I am building an application with a many to many relationship;
An item of entity 'Picture' can be linked to any number of Galleries ('Gallery'). And of course a Gallery can hold any number of Pictures.
So, following the Google Suggestion here, I will use a List at 'Picture' which holds the foreign keys of 'Gallery'. This is the BigTable approach.
(The old-style Relational DB approach would be to have a table / entity in between 'Picture' and 'Gallery'.)
Here's my question: When storing the Key, should I go for a "StringListProperty" on 'Picture' or would a "ListProperty(db.Key)" work better?
One reason I see for a StringList would be, that I could store also other values then Keys, but on the other hand that would be dirty style anyway. But I am also pretty sure that Google suggested not to use more then one List at an entity because the Index(es) will explode.

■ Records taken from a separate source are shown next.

// SPDX-License-Identifier: Apache-2.0

//! A builtin plugin backed by the engine process's own environment:
//! variables named `SECRETSD_ENV_<COMPONENTS>` become secret identifiers,
//! with `<COMPONENTS>` lower-cased and `__` treated as a `/` separator.
//! A minimal but real example of a zero-dependency secret source, not a
//! recommendation for production credential handling.

use crate::builtin::BuiltinPlugin;
use crate::envelope::Envelope;
use crate::error::Error;
use crate::id::{Identifier, Pattern};
use crate::util::redacted::Redacted;
use std::collections::BTreeMap;

const PREFIX: &str = "SECRETSD_ENV_";

pub struct EnvVarPlugin {
	name: String,
	version: String,
}

impl EnvVarPlugin {
	pub fn new() -> Self {
		EnvVarPlugin {
			name: "env".to_owned(),
			version: "0.1.0".to_owned(),
		}
	}

	fn identifier_for(key: &str) -> Option<Identifier> {
		let rest = key.strip_prefix(PREFIX)?;
		if rest.is_empty() {
			return None;
		}
		let path = rest.to_ascii_lowercase().replace("__", "/");
		Identifier::parse(&path).ok()
	}
}

impl Default for EnvVarPlugin {
	fn default() -> Self {
		EnvVarPlugin::new()
	}
}

#[tonic::async_trait]
impl BuiltinPlugin for EnvVarPlugin {
	fn name(&self) -> &str {
		&self.name
	}

	fn version(&self) -> &str {
		&self.version
	}

	async fn get_secrets(&self, pattern: &Pattern) -> Result<Vec<Envelope>, Error> {
		let matches: Vec<Envelope> = std::env::vars()
			.filter_map(|(key, value)| {
				let id = Self::identifier_for(&key)?;
				pattern.matches(&id).then_some((id, value))
			})
			.map(|(id, value)| Envelope {
				id: id.string().to_owned(),
				value: Redacted::new(value.into_bytes()),
				metadata: BTreeMap::new(),
				provider: self.name.clone(),
				version: self.version.clone(),
				created_at_unix_nanos: 0,
				resolved_at_unix_nanos: 0,
				expires_at_unix_nanos: 0,
			})
			.collect();

		if matches.is_empty() {
			return Err(Error::not_found(format!(
				"no environment-backed secret matches '{}'",
				pattern.string()
			)));
		}
		Ok(matches)
	}
}

#[cfg(test)]
mod tests {
	use super::*;

	#[test]
	fn identifier_for_lowercases_and_splits_on_double_underscore() {
		assert_eq!(
			EnvVarPlugin::identifier_for("SECRETSD_ENV_FOO__BAR").unwrap().string(),
			"foo/bar"
		);
		assert!(EnvVarPlugin::identifier_for("UNRELATED").is_none());
	}

	#[tokio::test]
	async fn reads_matching_env_var() {
		// SAFETY: test-local env mutation; no other test in this process
		// reads this specific key concurrently.
		unsafe {
			std::env::set_var("SECRETSD_ENV_TEST__TOKEN", "s3cr3t");
		}
		let plugin = EnvVarPlugin::new();
		let results = plugin
			.get_secrets(&Pattern::must_parse("test/token"))
			.await
			.expect("match found");
		assert_eq!(results.len(), 1);
		assert_eq!(results[0].value.as_ref(), b"s3cr3t");
		unsafe {
			std::env::remove_var("SECRETSD_ENV_TEST__TOKEN");
		}
	}
}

So this will keep me a backdoor.
As for the ListProperty with type "Key" one point would be the automatic verification, if the value is actually a Key.
As it is very easy to convert Strings to Keys and vice versa, I don't see any reason for one of the List types to prefer here.
When it comes to performance issues, I have no idea on how I could test this - but it looks like this will be the main factor in this decision.
Curious about your input. Especially if someone has tested the performance on this or would be so kind and do it.
Cheers,
//Hannes

Use a db.ListProperty(db.Key) if you're intending to store lists of keys. They will be stored in a binary representation, which is more compact than the string representation you would use in a string list.
You're right that mixing keys with other objects in a list is messy. Having multiple lists in an entity is fine, as long as you don't index more than one of them in the same custom index - that is what causes exploding indexes.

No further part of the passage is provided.